Clear Advantage for North Dakota St.

NDSU 3pt FG%**

NDSU TO rate**

NDSU FT%**

 

Four Factors Game Projections

This method matches up each team's offensive statistics against the other team's defensive statistics.  It also adjusts for the strength of opponents' offense and defense faced so far.  Thus, a team that has played an extremely weak defensive schedule will not be artificially projected to shoot well.  Keep in mind that this is a projection of what would happen if each team played at its average level to date.  It does account for the location of the game, but it does not adjust for teams that play particularly well or poorly based on location more so than the average team.

 

Statistic

Team With Projected Advantage

 eFG%

 KU 59-44%

 TO Rate

 NDSU 21-20%

 O-Reb%

 KU 31-24%

 FTA/FGA

 NDSU 40-36%

 Four Factors Overall

 The only significant difference is projected to be KU's enormous advantage in eFG%.  Fortunately for the Jayhawks, that is the category that impacts games the most, in this particular case to the tune of about 17 points in scoring margin advantage.

 

Game Outlook

It has become the upset pick du jour in the first round.  Defending national champions fall prey to the new kids on the block in their first ever NCAA Division I championship tournament.  But sometimes it's the most commonly picked upsets that don't occur.  The "no respect" card is a big motivator.  And coming off two bad losses in their last three outings, the Jayhawks should be able to summon enough will and strength to overcome the challenge from the Bison.
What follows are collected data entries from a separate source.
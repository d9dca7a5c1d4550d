//! Cross-worker backend directory.
//!
//! Each worker owns a [`PoolSlice`]: an append-only sequence of fixed-size
//! chunks of `(address, client-count)` rows. The owning worker is the only
//! writer; every worker (including the owner) may read any slice when
//! selecting a backend. Slot coordinates, once handed out, are never reused
//! or relocated, which is what makes unsynchronised cross-worker reads safe.
//!
//! Re-architected from a hand-rolled singly-linked chunk chain into an array
//! of atomic chunk pointers: allocating a chunk is a single
//! `compare_exchange`-guarded pointer publish, and nothing is ever freed or
//! moved while the directory is alive.

use std::sync::atomic::{AtomicI64, AtomicPtr, AtomicU16, AtomicU32, AtomicU64, Ordering};

/// Slot has never been populated.
pub const NEVER_USED: i64 = i64::MIN;
/// Backend accepted and its port known, but no STATUS received yet.
pub const NOT_READY: i64 = -1;
/// Backend disconnected; slot remains allocated as a tombstone.
pub const DISCONNECTED: i64 = -2;

/// Upper bound on chunks per worker slice. Generous and arbitrary: not part
/// of the external contract, just large enough that a worker never runs out
/// (`MAX_CHUNKS * chunk_capacity` backends per worker over the process
/// lifetime).
const MAX_CHUNKS: usize = 4096;

#[repr(align(64))]
struct Row {
    ip: AtomicU32,
    port: AtomicU16,
    count: AtomicI64,
}

impl Row {
    fn never_used() -> Self {
        Self { ip: AtomicU32::new(0), port: AtomicU16::new(0), count: AtomicI64::new(NEVER_USED) }
    }
}

/// Coordinates of a registered backend's row within its owning worker's
/// slice.
#[derive(Clone, Copy, Debug, PartialEq, Eq)]
pub struct Slot {
    pub chunk: usize,
    pub index: usize,
}

/// One worker's append-only sequence of backend rows.
pub struct PoolSlice {
    chunks: Box<[AtomicPtr<Row>]>,
    chunk_capacity: usize,
    counter: AtomicU64,
}

impl PoolSlice {
    fn new(chunk_capacity: usize) -> Self {
        let chunks = (0..MAX_CHUNKS).map(|_| AtomicPtr::new(std::ptr::null_mut())).collect();
        Self { chunks, chunk_capacity, counter: AtomicU64::new(0) }
    }

    fn chunk_ptr(&self, chunk: usize) -> *mut Row {
        self.chunks[chunk].load(Ordering::Acquire)
    }

    fn alloc_chunk(&self, chunk: usize) -> *mut Row {
        let existing = self.chunk_ptr(chunk);
        if !existing.is_null() {
            return existing;
        }

        let boxed: Box<[Row]> =
            (0..self.chunk_capacity).map(|_| Row::never_used()).collect::<Vec<_>>().into();
        let ptr = Box::into_raw(boxed) as *mut Row;

        match self.chunks[chunk].compare_exchange(
            std::ptr::null_mut(),
            ptr,
            Ordering::Release,
            Ordering::Acquire,
        ) {
            Ok(_) => ptr,
            Err(winner) => {
                // Lost the race (can't happen with a single writer, but this
                // keeps the publish path correct if that assumption ever
                // changes). Free our extra allocation and use the winner's.
                drop(unsafe { Box::from_raw(std::slice::from_raw_parts_mut(ptr, self.chunk_capacity)) });
                winner
            }
        }
    }

    /// Register a newly-accepted backend's PORT announcement, returning its
    /// slot coordinates. Must only be called by the owning worker.
    pub fn register_port(&self, ip: [u8; 4], port: u16) -> Slot {
        let counter = self.counter.load(Ordering::Relaxed);
        let chunk = counter as usize / self.chunk_capacity;
        let index = counter as usize % self.chunk_capacity;

        let chunk_ptr = if index == 0 { self.alloc_chunk(chunk) } else { self.chunk_ptr(chunk) };
        debug_assert!(!chunk_ptr.is_null());

        let row = unsafe { &*chunk_ptr.add(index) };
        row.ip.store(u32::from_ne_bytes(ip), Ordering::Relaxed);
        row.port.store(port, Ordering::Relaxed);
        row.count.store(NOT_READY, Ordering::Release);

        // Release here publishes the row writes above to any worker that
        // acquire-loads this counter, strictly before the row becomes part
        // of a selector's scan range.
        self.counter.fetch_add(1, Ordering::Release);

        Slot { chunk, index }
    }

    /// Overwrite a registered backend's client count.
    pub fn update_status(&self, slot: Slot, count: i64) {
        let Some(row) = self.row(slot) else { return };
        row.count.store(count, Ordering::Release);
    }

    /// Tombstone a backend's slot on disconnect.
    pub fn disconnect(&self, slot: Slot) {
        let Some(row) = self.row(slot) else { return };
        row.count.store(DISCONNECTED, Ordering::Release);
    }

    fn row(&self, slot: Slot) -> Option<&Row> {
        let ptr = self.chunk_ptr(slot.chunk);
        if ptr.is_null() { None } else { Some(unsafe { &*ptr.add(slot.index) }) }
    }

    fn registered(&self) -> u64 {
        self.counter.load(Ordering::Acquire)
    }
}

impl Drop for PoolSlice {
    fn drop(&mut self) {
        for chunk in &self.chunks {
            let ptr = chunk.load(Ordering::Relaxed);
            if !ptr.is_null() {
                drop(unsafe {
                    Box::from_raw(std::slice::from_raw_parts_mut(ptr, self.chunk_capacity))
                });
            }
        }
    }
}

/// The full, process-wide set of per-worker slices, constructed once before
/// any worker starts and shared as an immutable-shape reference (each
/// worker only mutates the slice it owns, through that slice's interior
/// atomics).
pub struct PoolDirectory {
    slices: Vec<PoolSlice>,
}

impl PoolDirectory {
    pub fn new(workers: usize, chunk_capacity: usize) -> Self {
        Self { slices: (0..workers).map(|_| PoolSlice::new(chunk_capacity)).collect() }
    }

    pub fn slice(&self, worker: usize) -> &PoolSlice {
        &self.slices[worker]
    }

    pub fn workers(&self) -> usize {
        self.slices.len()
    }
}

/// A selected backend's address, as picked from the shared pool.
#[derive(Clone, Copy, Debug, PartialEq, Eq)]
pub struct Selected {
    pub ip: [u8; 4],
    pub port: u16,
}

/// Scan every worker's slice for the lowest non-negative client count.
/// Ties favor the lower worker index, then chunk, then slot (first seen in
/// scan order).
pub fn select_least_loaded(directory: &PoolDirectory) -> Option<Selected> {
    let mut best: Option<(i64, Selected)> = None;

    for worker in 0..directory.workers() {
        let slice = directory.slice(worker);
        let registered = slice.registered();

        for counter in 0..registered {
            let chunk = counter as usize / slice.chunk_capacity;
            let index = counter as usize % slice.chunk_capacity;
            let ptr = slice.chunk_ptr(chunk);
            if ptr.is_null() {
                continue;
            }
            let row = unsafe { &*ptr.add(index) };
            let count = row.count.load(Ordering::Acquire);
            if count < 0 {
                continue;
            }
            if best.is_none_or(|(best_count, _)| count < best_count) {
                let ip = row.ip.load(Ordering::Acquire).to_ne_bytes();
                let port = row.port.load(Ordering::Acquire);
                best = Some((count, Selected { ip, port }));
            }
        }
    }

    best.map(|(_, selected)| selected)
}

#[cfg(test)]
mod tests {
    use super::*;

    #[test]
    fn fresh_slot_is_not_ready_then_not_selectable() {
        let dir = PoolDirectory::new(1, 4);
        let slot = dir.slice(0).register_port([127, 0, 0, 1], 9000);
        assert_eq!(slot, Slot { chunk: 0, index: 0 });
        assert!(select_least_loaded(&dir).is_none());
    }

    #[test]
    fn status_makes_backend_selectable() {
        let dir = PoolDirectory::new(1, 4);
        let slot = dir.slice(0).register_port([127, 0, 0, 1], 9000);
        dir.slice(0).update_status(slot, 3);
        let selected = select_least_loaded(&dir).unwrap();
        assert_eq!(selected.port, 9000);
    }

    #[test]
    fn picks_lowest_count_across_workers() {
        let dir = PoolDirectory::new(2, 4);
        let s0 = dir.slice(0).register_port([10, 0, 0, 1], 1000);
        dir.slice(0).update_status(s0, 17);
        let s1 = dir.slice(1).register_port([10, 0, 0, 2], 2000);
        dir.slice(1).update_status(s1, 3);

        let selected = select_least_loaded(&dir).unwrap();
        assert_eq!(selected.port, 2000);
    }

    #[test]
    fn chunk_boundary_allocates_exactly_once() {
        let capacity = 4;
        let dir = PoolDirectory::new(1, capacity);
        let slice = dir.slice(0);
        for i in 0..capacity {
            let slot = slice.register_port([0, 0, 0, i as u8], 1);
            assert_eq!(slot.chunk, 0);
            assert_eq!(slot.index, i);
        }
        let overflow = slice.register_port([0, 0, 0, 99], 1);
        assert_eq!(overflow, Slot { chunk: 1, index: 0 });
    }

    #[test]
    fn disconnect_tombstones_and_excludes_from_selection() {
        let dir = PoolDirectory::new(1, 4);
        let slot = dir.slice(0).register_port([1, 2, 3, 4], 1234);
        dir.slice(0).update_status(slot, 0);
        assert!(select_least_loaded(&dir).is_some());

        dir.slice(0).disconnect(slot);
        assert!(select_least_loaded(&dir).is_none());
    }

    #[test]
    fn no_backends_returns_none() {
        let dir = PoolDirectory::new(3, 4);
        assert!(select_least_loaded(&dir).is_none());
    }
}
Most prediction models give KU anywhere from a seven to eleven-point edge.  The Four Factors projections above suggest that KU will be shooting a much better percentage from the floor than the Bison.  Part of that will be KU's edge on the offensive glass, but not so much.  The offensive glass edge is more a matter of KU limiting NDSU's second-chance opportunities, not so much KU getting many of its own.  It is also not a product of more fastbreak opportunities, as the turnovers and steals are roughly even.  No, the numbers would simply suggest that KU will make more of its shots, thereby implying that they must be better shots.  Watch early to see whether this materializes.  Regardless of the early field-goal shooting percentages, it will be important to see whether KU's shots are easier than NDSU's.  Aside from that, the upset may take shape if NDSU somehow finds a way to score easy points on offensive putbacks or frequent trips to the free throw line.  As always, the three-point line can be an equalizer.  Both teams enter this game with high percentages from behind the arc, but the numbers suggest that NDSU will fare slightly below average this time around.

In summary, look for Kansas to have a significant shooting percentage advantage, which should send them on to the second round.